Smithsonian-Mason School of Conservation: Transforming Conservation Biology Learning in the 21st Century
The complexity of today’s world and the ever-evolving threats to biodiversity demand proactive and innovative approaches to conservation biology learning. In response, the Smithsonian Conservation Biology Institute (SCBI) and George Mason University (Mason) have established the Smithsonian-Mason School of Conservation (SMSC).
The school and its offerings will capitalize on the significant strengths of both institutions. George Mason University is known for its leadership in educational innovation, and brings to the effort, along with its respected faculty, a portfolio of academic excellence in focal areas crucial to a world-class conservation training program: teaching innovation (School of Integrative Studies), environmental science and policy and climate change (College of Science), public and international affairs (College of Humanities and Social Sciences), and conflict resolution (School for Conflict Analysis and Resolution).
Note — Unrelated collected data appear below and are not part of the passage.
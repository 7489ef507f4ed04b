//! Bit-level access to items inside a packet buffer.

use std::collections::BTreeMap;

use crate::catalog::{DataType, Endianness, ItemDef, PacketDef};
use crate::error::{CoreError, CoreResult};
use crate::value::Value;

fn out_of_bounds(item: &ItemDef, buffer_len: usize) -> CoreError {
    CoreError::Validation(format!(
        "{} at bit offset {} size {} exceeds buffer of {} bytes",
        item.name, item.bit_offset, item.bit_size, buffer_len
    ))
}

fn is_byte_aligned(bit_offset: u32, bit_size: u32) -> bool {
    bit_offset % 8 == 0 && bit_size % 8 == 0
}

/// Unsigned read of `bit_size` bits starting at `bit_offset`.
fn read_bits(buffer: &[u8], bit_offset: u32, bit_size: u32, endianness: Endianness) -> u64 {
    if endianness == Endianness::LittleEndian && is_byte_aligned(bit_offset, bit_size) {
        let start = (bit_offset / 8) as usize;
        let len = (bit_size / 8) as usize;
        return buffer[start..start + len]
            .iter()
            .rev()
            .fold(0u64, |acc, b| (acc << 8) | u64::from(*b));
    }
    let mut value = 0u64;
    for i in 0..bit_size {
        let bit = bit_offset + i;
        let byte = buffer[(bit / 8) as usize];
        let b = (byte >> (7 - bit % 8)) & 1;
        value = (value << 1) | u64::from(b);
    }
    value
}

fn write_bits(buffer: &mut [u8], bit_offset: u32, bit_size: u32, value: u64, endianness: Endianness) {
    if endianness == Endianness::LittleEndian && is_byte_aligned(bit_offset, bit_size) {
        let start = (bit_offset / 8) as usize;
        for i in 0..(bit_size / 8) as usize {
            buffer[start + i] = (value >> (8 * i)) as u8;
        }
        return;
    }
    for i in 0..bit_size {
        let bit = bit_offset + i;
        let shift = bit_size - 1 - i;
        let b = ((value >> shift) & 1) as u8;
        let idx = (bit / 8) as usize;
        let mask = 1u8 << (7 - bit % 8);
        if b == 1 {
            buffer[idx] |= mask;
        } else {
            buffer[idx] &= !mask;
        }
    }
}

fn sign_extend(value: u64, bit_size: u32) -> i64 {
    if bit_size >= 64 {
        return value as i64;
    }
    let sign = 1u64 << (bit_size - 1);
    if value & sign != 0 {
        (value | !((1u64 << bit_size) - 1)) as i64
    } else {
        value as i64
    }
}

fn read_scalar(
    item: &ItemDef,
    bit_offset: u32,
    buffer: &[u8],
    endianness: Endianness,
) -> CoreResult<Value> {
    let total_bits = buffer.len() as u32 * 8;
    match item.data_type {
        DataType::String | DataType::Block => {
            let start = (bit_offset / 8) as usize;
            let end = if item.bit_size == 0 {
                buffer.len()
            } else {
                start + (item.bit_size / 8) as usize
            };
            if start > buffer.len() || end > buffer.len() {
                return Err(out_of_bounds(item, buffer.len()));
            }
            let bytes = &buffer[start..end];
            if item.data_type == DataType::Block {
                Ok(Value::Block(bytes.to_vec()))
            } else {
                let trimmed = match bytes.iter().position(|b| *b == 0) {
                    Some(nul) => &bytes[..nul],
                    None => bytes,
                };
                Ok(Value::String(String::from_utf8_lossy(trimmed).into_owned()))
            }
        }
        DataType::Derived => Ok(Value::Null),
        _ => {
            if item.bit_size == 0 || item.bit_size > 64 || bit_offset + item.bit_size > total_bits {
                return Err(out_of_bounds(item, buffer.len()));
            }
            let raw = read_bits(buffer, bit_offset, item.bit_size, endianness);
            match item.data_type {
                DataType::Uint => match i64::try_from(raw) {
                    Ok(v) => Ok(Value::Int(v)),
                    Err(_) => Ok(Value::Float(raw as f64)),
                },
                DataType::Int => Ok(Value::Int(sign_extend(raw, item.bit_size))),
                DataType::Float => match item.bit_size {
                    32 => Ok(Value::Float(f64::from(f32::from_bits(raw as u32)))),
                    64 => Ok(Value::Float(f64::from_bits(raw))),
                    other => Err(CoreError::Validation(format!(
                        "{} has invalid FLOAT bit size {other}",
                        item.name
                    ))),
                },
                _ => Ok(Value::Null),
            }
        }
    }
}

/// Decode one item from a packet buffer.
pub fn read_item(item: &ItemDef, buffer: &[u8], endianness: Endianness) -> CoreResult<Value> {
    match item.array_length {
        Some(length) => (0..length)
            .map(|i| read_scalar(item, item.bit_offset + i * item.bit_size, buffer, endianness))
            .collect::<CoreResult<Vec<_>>>()
            .map(Value::Array),
        None => read_scalar(item, item.bit_offset, buffer, endianness),
    }
}

fn ensure_len(buffer: &mut Vec<u8>, len: usize) {
    if buffer.len() < len {
        buffer.resize(len, 0);
    }
}

fn value_bytes(item: &ItemDef, value: &Value) -> CoreResult<Vec<u8>> {
    match value {
        Value::Block(bytes) => Ok(bytes.clone()),
        Value::String(s) => Ok(s.as_bytes().to_vec()),
        Value::Array(elements) => elements
            .iter()
            .map(|e| {
                e.as_i64()
                    .and_then(|v| u8::try_from(v).ok())
                    .ok_or_else(|| invalid_value(item, value))
            })
            .collect(),
        _ => Err(invalid_value(item, value)),
    }
}

fn invalid_value(item: &ItemDef, value: &Value) -> CoreError {
    CoreError::Validation(format!(
        "Invalid value {value} for {:?} item {}",
        item.data_type, item.name
    ))
}

fn write_scalar(
    item: &ItemDef,
    bit_offset: u32,
    value: &Value,
    buffer: &mut Vec<u8>,
    endianness: Endianness,
) -> CoreResult<()> {
    match item.data_type {
        DataType::String | DataType::Block => {
            let mut bytes = value_bytes(item, value)?;
            let start = (bit_offset / 8) as usize;
            if item.bit_size == 0 {
                buffer.truncate(start);
                ensure_len(buffer, start);
                buffer.extend_from_slice(&bytes);
                return Ok(());
            }
            let size = (item.bit_size / 8) as usize;
            if bytes.len() > size {
                return Err(CoreError::Validation(format!(
                    "Value of {} bytes does not fit in {}-byte item {}",
                    bytes.len(),
                    size,
                    item.name
                )));
            }
            bytes.resize(size, 0);
            ensure_len(buffer, start + size);
            buffer[start..start + size].copy_from_slice(&bytes);
            Ok(())
        }
        DataType::Derived => Ok(()),
        _ => {
            if item.bit_size == 0 || item.bit_size > 64 {
                return Err(out_of_bounds(item, buffer.len()));
            }
            let bits = match item.data_type {
                DataType::Float => {
                    let v = value.as_f64().ok_or_else(|| invalid_value(item, value))?;
                    match item.bit_size {
                        32 => u64::from((v as f32).to_bits()),
                        64 => v.to_bits(),
                        _ => return Err(invalid_value(item, value)),
                    }
                }
                DataType::Uint => {
                    let v = integer(item, value)?;
                    let max = if item.bit_size == 64 {
                        i128::from(u64::MAX)
                    } else {
                        (1i128 << item.bit_size) - 1
                    };
                    if v < 0 || v > max {
                        return Err(not_fit(item, value));
                    }
                    v as u64
                }
                _ => {
                    let v = integer(item, value)?;
                    let half = 1i128 << (item.bit_size - 1);
                    if v < -half || v >= half {
                        return Err(not_fit(item, value));
                    }
                    (v as i64) as u64 & mask(item.bit_size)
                }
            };
            ensure_len(buffer, (bit_offset + item.bit_size).div_ceil(8) as usize);
            write_bits(buffer, bit_offset, item.bit_size, bits, endianness);
            Ok(())
        }
    }
}

fn mask(bit_size: u32) -> u64 {
    if bit_size >= 64 {
        u64::MAX
    } else {
        (1u64 << bit_size) - 1
    }
}

fn integer(item: &ItemDef, value: &Value) -> CoreResult<i128> {
    match value {
        Value::Int(v) => Ok(i128::from(*v)),
        Value::Float(f) if f.is_finite() => Ok(f.round() as i128),
        _ => Err(invalid_value(item, value)),
    }
}

fn not_fit(item: &ItemDef, value: &Value) -> CoreError {
    CoreError::Validation(format!(
        "Value {value} does not fit in {}-bit {:?} item {}",
        item.bit_size, item.data_type, item.name
    ))
}

/// Encode one item into a packet buffer, growing the buffer as needed.
pub fn write_item(
    item: &ItemDef,
    value: &Value,
    buffer: &mut Vec<u8>,
    endianness: Endianness,
) -> CoreResult<()> {
    match (item.array_length, value) {
        (Some(length), Value::Array(elements)) => {
            if elements.len() > length as usize {
                return Err(CoreError::Validation(format!(
                    "{} accepts at most {length} elements",
                    item.name
                )));
            }
            for (i, element) in elements.iter().enumerate() {
                write_scalar(item, item.bit_offset + i as u32 * item.bit_size, element, buffer, endianness)?;
            }
            Ok(())
        }
        (Some(_), other) => Err(invalid_value(item, other)),
        (None, _) => write_scalar(item, item.bit_offset, value, buffer, endianness),
    }
}

/// Decode every wire item of a packet.
pub fn decode_packet(packet: &PacketDef, buffer: &[u8]) -> CoreResult<BTreeMap<String, Value>> {
    let mut values = BTreeMap::new();
    for item in &packet.items {
        if item.data_type == DataType::Derived {
            continue;
        }
        values.insert(item.name.clone(), read_item(item, buffer, packet.endianness)?);
    }
    Ok(values)
}

/// Whether `buffer` carries this packet's identification values.
pub fn identify(packet: &PacketDef, buffer: &[u8]) -> bool {
    let mut id_items = packet.id_items().peekable();
    if id_items.peek().is_none() {
        return false;
    }
    id_items.all(|item| match (&item.id_value, read_item(item, buffer, packet.endianness)) {
        (Some(expected), Ok(actual)) => expected.loosely_equals(&actual),
        _ => false,
    })
}

#[cfg(test)]
mod tests {
    use super::*;

    #[test]
    fn test_big_endian_bitfields() {
        let buffer = [0b1010_0000, 0x12, 0x34];
        let flag = ItemDef::new("FLAG", 0, 3, DataType::Uint);
        assert_eq!(read_item(&flag, &buffer, Endianness::BigEndian).unwrap(), Value::Int(5));
        let word = ItemDef::new("WORD", 8, 16, DataType::Uint);
        assert_eq!(
            read_item(&word, &buffer, Endianness::BigEndian).unwrap(),
            Value::Int(0x1234)
        );
        assert_eq!(
            read_item(&word, &buffer, Endianness::LittleEndian).unwrap(),
            Value::Int(0x3412)
        );
    }

    #[test]
    fn test_signed_and_float() {
        let mut buffer = Vec::new();
        let temp = ItemDef::new("TEMP", 0, 16, DataType::Int);
        write_item(&temp, &Value::Int(-75), &mut buffer, Endianness::BigEndian).unwrap();
        assert_eq!(buffer, vec![0xFF, 0xB5]);
        assert_eq!(
            read_item(&temp, &buffer, Endianness::BigEndian).unwrap(),
            Value::Int(-75)
        );

        let volts = ItemDef::new("VOLTS", 16, 32, DataType::Float);
        write_item(&volts, &Value::Float(1.5), &mut buffer, Endianness::BigEndian).unwrap();
        assert_eq!(
            read_item(&volts, &buffer, Endianness::BigEndian).unwrap(),
            Value::Float(1.5)
        );
    }

    #[test]
    fn test_range_rejected_on_write() {
        let mut buffer = Vec::new();
        let byte = ItemDef::new("BYTE", 0, 8, DataType::Uint);
        assert!(write_item(&byte, &Value::Int(256), &mut buffer, Endianness::BigEndian).is_err());
        assert!(write_item(&byte, &Value::Int(-1), &mut buffer, Endianness::BigEndian).is_err());
        let signed = ItemDef::new("SIGNED", 0, 8, DataType::Int);
        assert!(write_item(&signed, &Value::Int(-128), &mut buffer, Endianness::BigEndian).is_ok());
        assert!(write_item(&signed, &Value::Int(128), &mut buffer, Endianness::BigEndian).is_err());
    }

    #[test]
    fn test_strings_blocks_and_arrays() {
        let mut buffer = Vec::new();
        let label = ItemDef::new("LABEL", 0, 64, DataType::String);
        write_item(&label, &Value::from("ABC"), &mut buffer, Endianness::BigEndian).unwrap();
        assert_eq!(buffer.len(), 8);
        assert_eq!(
            read_item(&label, &buffer, Endianness::BigEndian).unwrap(),
            Value::from("ABC")
        );

        let tail = ItemDef::new("TAIL", 64, 0, DataType::Block);
        write_item(&tail, &Value::Block(vec![1, 2, 3]), &mut buffer, Endianness::BigEndian).unwrap();
        assert_eq!(
            read_item(&tail, &buffer, Endianness::BigEndian).unwrap(),
            Value::Block(vec![1, 2, 3])
        );

        let samples = ItemDef::new("SAMPLES", 0, 8, DataType::Uint).with_array(3);
        let buffer = [4u8, 5, 6];
        assert_eq!(
            read_item(&samples, &buffer, Endianness::BigEndian).unwrap(),
            Value::Array(vec![Value::Int(4), Value::Int(5), Value::Int(6)])
        );
    }

    #[test]
    fn test_identify() {
        let packet = PacketDef::new("INST", "HEALTH_STATUS")
            .with_item(ItemDef::new("PKTID", 0, 8, DataType::Uint).with_id(1));
        assert!(identify(&packet, &[1, 0]));
        assert!(!identify(&packet, &[2, 0]));
        assert!(!identify(&PacketDef::new("INST", "EMPTY"), &[1]));
    }
}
The Smithsonian’s National Zoo and its Conservation Biology Institute have long been recognized for their pioneering efforts in training wildlife and conservation professionals worldwide. SCBI staff and research associates have taught professional training courses in the United States and at more than 20 international locations on a variety of topics for over three decades. Over 5,000 individuals from more than 85 countries have taken part in such efforts and many have gone on to key leadership positions in zoos, wildlife organizations and universities in the U.S. and throughout the world. At the core of SCBI are its distinguished scientists, many the top in their fields, a highly respected research agenda, and extensive experience with applied conservation science around the world. As part of the broader Smithsonian network the SMSC will also capitalize on the unique resources and experience housed at the Smithsonian Tropical Research Institute, Smithsonian Environmental Research Center, and the National Museum of Natural History. The SMSC approach to learning establishes a benchmark for innovative education for current and future generations of global conservation professionals, leaders, and practitioners in the 21st century.
Lifelong learning to foster conservation leadership
The Smithsonian-Mason School of Conservation offers a range of compelling residential, hands-on, interdisciplinary programs in conservation biology for undergraduate and graduate students and professionals at our new facility on the grounds of SCBI in Front Royal, Virginia, USA.
Highly qualified world experts, including Smithsonian scientists, George Mason University faculty, and colleagues from other U.S. and international conservation organizations, provide students with direct connections to the most current teaching, research techniques, and work in the field. Students thrive in a collaborative atmosphere of creative, analytical thinking.
For alumni of its programs, the School of Conservation offers the opportunity to become part of a lifelong, global community of learning that supports visionary thinking and informed practice of conservation biology along different career paths.